Le due vite si sfioreranno in un albergo a Tel Aviv, sorta di passaggio segreto emozionale, dove Epstein è stato visto per l’ultima volta e la scrittrice cerca un’ispirazione per una storia che sente di dover narrare, senza conoscerne confini e personaggi. In perfetto stile kafkiano (l’autore de La metamorfosi è richiamato più volte nel romanzo, fino ad apparire come presenza indagatrice nella stanza della scrittrice), il romanzo della Krauss si confronta con i demoni che ognuno di noi nasconde nelle selve della propria mente e lo fa senza sconti per aspirazioni, sogni, valori e punti “fermi” che ci ostiniamo a conficcare nella vita a dimostrazione della nostra capacità di controllarla.
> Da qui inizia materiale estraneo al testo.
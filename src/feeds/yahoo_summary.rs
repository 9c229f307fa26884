use super::types::{raw, QuoteSummaryResponse, QuoteSummaryResult};
use super::{check_status, parse_base_url, quote_from_chart, with_segment, PriceProvider, Quote, YahooChartClient};
use crate::errors::{SimError, SimResult};
use async_trait::async_trait;
use reqwest::{header, Client, StatusCode, Url};
use tokio::sync::RwLock;

const SUMMARY_MODULES: &str = "price,summaryDetail,summaryProfile";

#[derive(Debug, Clone)]
struct Crumb {
    cookie: String,
    crumb: String,
}

/// Where the quoteSummary request and its cookie/crumb handshake go.
pub struct SummaryEndpoints<'a> {
    pub summary: &'a str,
    pub cookie: &'a str,
    pub crumb: &'a str,
}

/// Chart history for the price, quoteSummary for fundamentals.
///
/// quoteSummary requires a cookie + crumb pair. It is fetched lazily, cached on
/// this instance and dropped when Yahoo rejects it. A failed fundamentals lookup
/// never fails the quote; the metadata is just left empty.
pub struct SummaryProvider {
    chart: YahooChartClient,
    client: Client,
    summary_url: Url,
    cookie_url: Url,
    crumb_url: Url,
    crumb: RwLock<Option<Crumb>>,
}

impl SummaryProvider {
    pub fn new(chart: YahooChartClient, client: Client, endpoints: SummaryEndpoints<'_>) -> SimResult<Self> {
        Ok(Self {
            chart,
            client,
            summary_url: parse_base_url(endpoints.summary)?,
            cookie_url: parse_base_url(endpoints.cookie)?,
            crumb_url: parse_base_url(endpoints.crumb)?,
            crumb: RwLock::new(None),
        })
    }

    async fn ensure_crumb(&self) -> SimResult<Crumb> {
        if let Some(crumb) = self.crumb.read().await.as_ref() {
            return Ok(crumb.clone());
        }

        let resp = self.client.get(self.cookie_url.clone()).send().await?;
        let cookie = resp
            .headers()
            .get(header::SET_COOKIE)
            .and_then(|h| h.to_str().ok())
            .and_then(|s| s.split_once(';').map(|(v, _)| v.to_string()))
            .ok_or_else(|| SimError::Parse("no cookie in Yahoo response".into()))?;

        let resp = self
            .client
            .get(self.crumb_url.clone())
            .header(header::COOKIE, &cookie)
            .send()
            .await?;
        // An error page here must never be cached as the crumb.
        match resp.status() {
            s if s.is_success() => {}
            StatusCode::TOO_MANY_REQUESTS => return Err(SimError::RateLimited),
            s => return Err(SimError::Network(format!("crumb request failed: HTTP {s}"))),
        }
        let crumb = resp.text().await?.trim().to_string();
        if crumb.is_empty() {
            return Err(SimError::Parse("empty crumb".into()));
        }

        let fresh = Crumb { cookie, crumb };
        *self.crumb.write().await = Some(fresh.clone());
        tracing::debug!("yahoo crumb refreshed");
        Ok(fresh)
    }

    async fn fetch_summary(&self, ticker: &str) -> SimResult<QuoteSummaryResult> {
        let crumb = self.ensure_crumb().await?;
        let url = with_segment(&self.summary_url, ticker)?;

        let resp = self
            .client
            .get(url)
            .query(&[("modules", SUMMARY_MODULES), ("crumb", crumb.crumb.as_str())])
            .header(header::COOKIE, &crumb.cookie)
            .send()
            .await?;

        if matches!(resp.status(), StatusCode::UNAUTHORIZED | StatusCode::FORBIDDEN) {
            *self.crumb.write().await = None;
            return Err(SimError::Network(format!("quoteSummary rejected crumb: HTTP {}", resp.status())));
        }

        let resp = check_status(resp, ticker).await?;
        let body: QuoteSummaryResponse = resp.json().await?;

        if let Some(err) = body.quote_summary.error {
            tracing::debug!(
                ticker = %ticker,
                code = ?err.code,
                description = ?err.description,
                "quoteSummary returned error object"
            );
            return Err(SimError::NotFound(ticker.to_string()));
        }

        body.quote_summary
            .result
            .and_then(|r| r.into_iter().next())
            .ok_or_else(|| SimError::NotFound(ticker.to_string()))
    }
}

/// Overlay quoteSummary fields on a chart-derived quote. Summary values win where present.
pub fn merge_summary(mut quote: Quote, summary: &QuoteSummaryResult) -> Quote {
    if let Some(price) = &summary.price {
        if let Some(name) = price.short_name.clone().or_else(|| price.long_name.clone()) {
            quote.company_name = Some(name);
        }
    }

    if let Some(profile) = &summary.summary_profile {
        quote.sector = profile.sector.clone().or(quote.sector);
    }

    if let Some(detail) = &summary.summary_detail {
        quote.market_cap = raw(&detail.market_cap).or(quote.market_cap);
        quote.pe_ratio = raw(&detail.trailing_pe).or(quote.pe_ratio);
        quote.dividend_yield = raw(&detail.dividend_yield).map(|y| y * 100.0).or(quote.dividend_yield);
        quote.fifty_two_week_high = raw(&detail.fifty_two_week_high).or(quote.fifty_two_week_high);
        quote.fifty_two_week_low = raw(&detail.fifty_two_week_low).or(quote.fifty_two_week_low);
    }

    quote
}

#[async_trait]
impl PriceProvider for SummaryProvider {
    fn id(&self) -> &'static str {
        "yahoo_summary"
    }

    async fn fetch_quote(&self, ticker: &str) -> SimResult<Quote> {
        let chart = self.chart.chart(ticker).await?;
        let quote = quote_from_chart(ticker, &chart)?;

        match self.fetch_summary(ticker).await {
            Ok(summary) => Ok(merge_summary(quote, &summary)),
            Err(e) => {
                tracing::warn!(ticker = %ticker, error = %e, "fundamentals unavailable, returning price only");
                Ok(quote)
            }
        }
    }

    async fn latest_price(&self, ticker: &str) -> SimResult<f64> {
        self.chart.latest_price(ticker).await
    }
}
La Krauss non dà soluzioni per i travagli interiori dei personaggi e in questo sta la forza della sua narrazione che si concede, a volte in maniera un po’ auto-celebrativa, di lasciare il campo ai flussi di coscienza (a cominciare da quello della scrittrice, con cui la Krauss condivide età, origini, situazione familiare e turbamenti). Flussi che si rincorrono durante la narrazione come onde del Mediterraneo alla ricerca di una risacca in cui sparire.
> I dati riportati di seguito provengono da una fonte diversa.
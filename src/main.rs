mod config;
mod errors;
mod feeds;
mod payoff;
mod report;
mod server;
mod session;
mod state;
#[cfg(test)]
mod test_support;

use crate::errors::{SimError, SimResult};
use crate::session::SimulationSession;
use crate::state::AppState;

enum Command {
    Serve,
    Report(SimulationSession),
}

/// Decide what to run before anything touches config or the network.
fn parse_command(args: &[String]) -> SimResult<Command> {
    match args.first().map(String::as_str) {
        None | Some("serve") => Ok(Command::Serve),
        Some("report") => Ok(Command::Report(report::parse_report_args(&args[1..])?)),
        Some(other) => Err(SimError::Validation(format!(
            "unknown command: {other}\nusage: put_sim [serve]\n       {}",
            report::USAGE
        ))),
    }
}

#[tokio::main]
async fn main() {
    // Structured logging
    tracing_subscriber::fmt()
        .with_env_filter(
            tracing_subscriber::EnvFilter::try_from_default_env()
                .unwrap_or_else(|_| tracing_subscriber::EnvFilter::new("info")),
        )
        .with_target(false)
        .with_writer(std::io::stderr)
        .init();

    let args: Vec<String> = std::env::args().skip(1).collect();
    let command = match parse_command(&args) {
        Ok(c) => c,
        Err(e) => {
            eprintln!("{e}");
            std::process::exit(2);
        }
    };

    let cfg = match config::AppConfig::from_env() {
        Ok(c) => c,
        Err(e) => {
            tracing::error!("config error: {e}");
            std::process::exit(1);
        }
    };

    let provider = match feeds::build_provider(&cfg) {
        Ok(p) => p,
        Err(e) => {
            tracing::error!("price provider error: {e}");
            std::process::exit(1);
        }
    };

    match command {
        Command::Serve => serve(AppState::new(cfg, provider)).await,
        Command::Report(session) => {
            if let Err(e) = run_report(&session, provider.as_ref()).await {
                tracing::error!("report failed: {e}");
                std::process::exit(1);
            }
        }
    }
}

async fn serve(state: std::sync::Arc<AppState>) {
    let addr = state.config.bind_addr();
    tracing::info!(
        provider = state.provider.id(),
        static_dir = %state.config.static_dir.display(),
        "put_sim server starting"
    );

    let app = server::router(state);

    let listener = tokio::net::TcpListener::bind(&addr)
        .await
        .unwrap_or_else(|e| {
            tracing::error!("bind error: {e}");
            std::process::exit(1);
        });

    tracing::info!("server listening on {addr}");

    if let Err(e) = axum::serve(listener, app).await {
        tracing::error!("server error: {e}");
    }
}

/// One-shot terminal run: fetch the price once, print summaries and payoff tables.
async fn run_report(session: &SimulationSession, provider: &dyn feeds::PriceProvider) -> SimResult<()> {
    let current_price = provider.latest_price(session.ticker()).await?;
    tracing::info!(ticker = %session.ticker(), price = current_price, "current price resolved");

    let result = session.simulate(current_price)?;
    print!("{}", report::render(&result));
    Ok(())
}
Selva oscura è anche uno scrigno di conoscenza e di citazioni (più o meno palesi) estratte dalla cultura e dalla letteratura ebraica, che permette ai lettori di provare a immedesimarsi nelle contraddizioni e nelle ferree incertezze degli ebrei contemporanei. Uomini e donne che si confrontano con i dogmi di una cultura che li costringe a resistere, sempre e comunque, a prescindere dai loro desideri. Questo li fa sentire sempre un po’ a “parte” rispetto a “tutti gli altri” di cui invidiano e cercano l’apparente attitudine alla felicità, come direbbe Kafka: «Quando sono in mezzo a loro non sono felice, ma sulla soglia della felicità». Eppure questa tensione continua a ciò che potrebbe essere (e forse non sarà mai) non erode di un solo granello la speranza che si riverbera inalterata dai personaggi di Kafka a quelli della Krauss: «il mero raggiungimento della soglia richiede una predisposizione alla speranza e a un intenso desiderio. La porta esiste. C’è un modo per salire o per passare al di là».
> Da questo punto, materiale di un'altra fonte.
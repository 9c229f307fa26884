use super::{OptionLeg, PayoffCurve, PayoffPoint, CONTRACT_MULTIPLIER, GRID_HIGH, GRID_LOW};

/// Padding applied around the strike span when sizing a chart window.
const STRIKE_PADDING: f64 = 0.2;

/// Closed price interval to sample a payoff curve over.
#[derive(Debug, Clone, Copy, PartialEq, serde::Serialize)]
pub struct PriceRange {
    pub low: f64,
    pub high: f64,
}

impl PriceRange {
    /// The default +/-20% window around the current price.
    #[inline]
    pub fn around(current_price: f64) -> Self {
        Self {
            low: current_price * GRID_LOW,
            high: current_price * GRID_HIGH,
        }
    }
}

/// Short put P/L per contract at expiration for an underlying price.
///
/// At or above the strike the put expires worthless and the writer keeps the premium.
/// Below it the writer buys at strike, offset by the premium already received.
/// Both branches agree at `price == strike`.
#[inline]
pub fn payoff_at_expiration(price: f64, leg: &OptionLeg) -> f64 {
    if price >= leg.strike {
        leg.premium * CONTRACT_MULTIPLIER
    } else {
        (leg.premium + (price - leg.strike)) * CONTRACT_MULTIPLIER
    }
}

/// `n` evenly spaced values from `start` to `end`, both included.
/// `n == 1` yields just `start`; the last sample is pinned to `end`.
pub fn linspace(start: f64, end: f64, n: usize) -> Vec<f64> {
    match n {
        0 => Vec::new(),
        1 => vec![start],
        _ => {
            let step = (end - start) / (n - 1) as f64;
            let mut out: Vec<f64> = (0..n).map(|i| start + step * i as f64).collect();
            out[n - 1] = end;
            out
        }
    }
}

/// Payoff over the default window, `[0.8, 1.2] * current_price`.
pub fn compute_payoff_curve(current_price: f64, leg: &OptionLeg, num_samples: usize) -> PayoffCurve {
    compute_payoff_curve_in(PriceRange::around(current_price), leg, num_samples)
}

pub fn compute_payoff_curve_in(range: PriceRange, leg: &OptionLeg, num_samples: usize) -> PayoffCurve {
    let points = linspace(range.low, range.high, num_samples)
        .into_iter()
        .map(|price| PayoffPoint {
            price,
            profit_loss: payoff_at_expiration(price, leg),
        })
        .collect();

    PayoffCurve { leg: *leg, points }
}

/// Chart window that keeps every strike visible.
///
/// The strike span is padded by 20% (half on each side, never below zero) and the
/// result always covers the default window around the current price. With a single
/// distinct strike the span is first stretched to include the current price.
pub fn chart_price_range(current_price: f64, legs: &[OptionLeg]) -> PriceRange {
    let default = PriceRange::around(current_price);
    if legs.is_empty() {
        return default;
    }

    let (mut min_strike, mut max_strike) = legs.iter().fold(
        (f64::INFINITY, f64::NEG_INFINITY),
        |(lo, hi), leg| (lo.min(leg.strike), hi.max(leg.strike)),
    );
    if max_strike - min_strike == 0.0 {
        min_strike = min_strike.min(current_price);
        max_strike = max_strike.max(current_price);
    }

    let span = max_strike - min_strike;
    let padded = if span == 0.0 {
        max_strike * STRIKE_PADDING
    } else {
        span * (1.0 + STRIKE_PADDING)
    };

    let low = (min_strike - padded * 0.5).max(0.0);
    let high = max_strike + padded * 0.5;

    PriceRange {
        low: low.min(default.low),
        high: high.max(default.high),
    }
}

#[cfg(test)]
mod tests {
    use super::*;

    #[test]
    fn test_linspace_endpoints_and_count() {
        let xs = linspace(120.0, 180.0, 100);
        assert_eq!(xs.len(), 100);
        assert_eq!(xs[0], 120.0);
        assert_eq!(xs[99], 180.0);
        assert!(xs.windows(2).all(|w| w[1] > w[0]));
    }

    #[test]
    fn test_linspace_degenerate() {
        assert!(linspace(1.0, 2.0, 0).is_empty());
        assert_eq!(linspace(1.0, 2.0, 1), vec![1.0]);
        assert_eq!(linspace(1.0, 2.0, 3), vec![1.0, 1.5, 2.0]);
    }

    #[test]
    fn test_continuity_at_strike() {
        let leg = OptionLeg::new(140.0, 5.0);
        assert_eq!(payoff_at_expiration(140.0, &leg), 500.0);
    }

    #[test]
    fn test_assigned_payoff_example() {
        let leg = OptionLeg::new(160.0, 8.0);
        assert_eq!(payoff_at_expiration(150.0, &leg), -200.0);
    }

    #[test]
    fn test_curve_default_window() {
        let curve = compute_payoff_curve(150.0, &OptionLeg::new(140.0, 5.0), 100);
        assert_eq!(curve.len(), 100);
        assert!((curve.points[0].price - 120.0).abs() < 1e-9);
        assert!((curve.points[99].price - 180.0).abs() < 1e-9);
    }

    #[test]
    fn test_curve_flat_above_strike_linear_below() {
        let leg = OptionLeg::new(150.0, 4.0);
        let curve = compute_payoff_curve(150.0, &leg, 100);
        for p in &curve.points {
            if p.price >= leg.strike {
                assert_eq!(p.profit_loss, 400.0);
            } else {
                let expected = 400.0 + (p.price - leg.strike) * 100.0;
                assert!((p.profit_loss - expected).abs() < 1e-6);
            }
        }

        let below: Vec<_> = curve.points.iter().filter(|p| p.price < leg.strike).collect();
        for w in below.windows(2) {
            let slope = (w[1].profit_loss - w[0].profit_loss) / (w[1].price - w[0].price);
            assert!((slope - 100.0).abs() < 1e-6, "slope={slope}");
        }
    }

    #[test]
    fn test_chart_range_without_legs_is_default() {
        assert_eq!(chart_price_range(100.0, &[]), PriceRange::around(100.0));
    }

    #[test]
    fn test_chart_range_covers_distant_strikes() {
        let legs = [OptionLeg::new(50.0, 1.0), OptionLeg::new(150.0, 2.0)];
        let range = chart_price_range(100.0, &legs);
        // span 100, padded 120, 60 on each side
        assert_eq!(range.low, 0.0);
        assert_eq!(range.high, 210.0);
    }

    #[test]
    fn test_chart_range_single_strike_includes_current() {
        let legs = [OptionLeg::new(90.0, 1.0)];
        let range = chart_price_range(100.0, &legs);
        // span 90..100, padded 12
        assert!((range.low - 80.0).abs() < 1e-9);
        assert!((range.high - 120.0).abs() < 1e-9);
    }

    #[test]
    fn test_chart_range_never_narrower_than_default() {
        let legs = [OptionLeg::new(100.0, 1.0), OptionLeg::new(101.0, 1.0)];
        let range = chart_price_range(100.0, &legs);
        assert!(range.low <= 80.0);
        assert!(range.high >= 120.0);
    }
}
Selva oscura è un romanzo che pretende attenzione e messa in discussione di se stessi, ma ripagherà il lettore con guizzi narrativi inattesi di grande bellezza, con cui la Krauss aprirà finestre temporanee su altre versioni dei suoi personaggi, legittimate a chiedere uno spazio tutto per loro, uno spazio che non esiste e che pure apparirà necessario per rivelare le infinite vite alternative che nascondiamo in noi stessi e che potremmo un giorno liberare con un volo inaudito di farfalle arancioni in una notte di luna piena.
L’invito allora, mentre leggerete Selva oscura, è di lasciarvi liberare, anche se questo porterà con sé un profondo senso di dolore e di malinconia cui non eravate preparati (quando lo si è?). Lasciate che questa emozione si depositi, «continua, lieve e ininterrotta, come se dentro di voi scendesse la neve».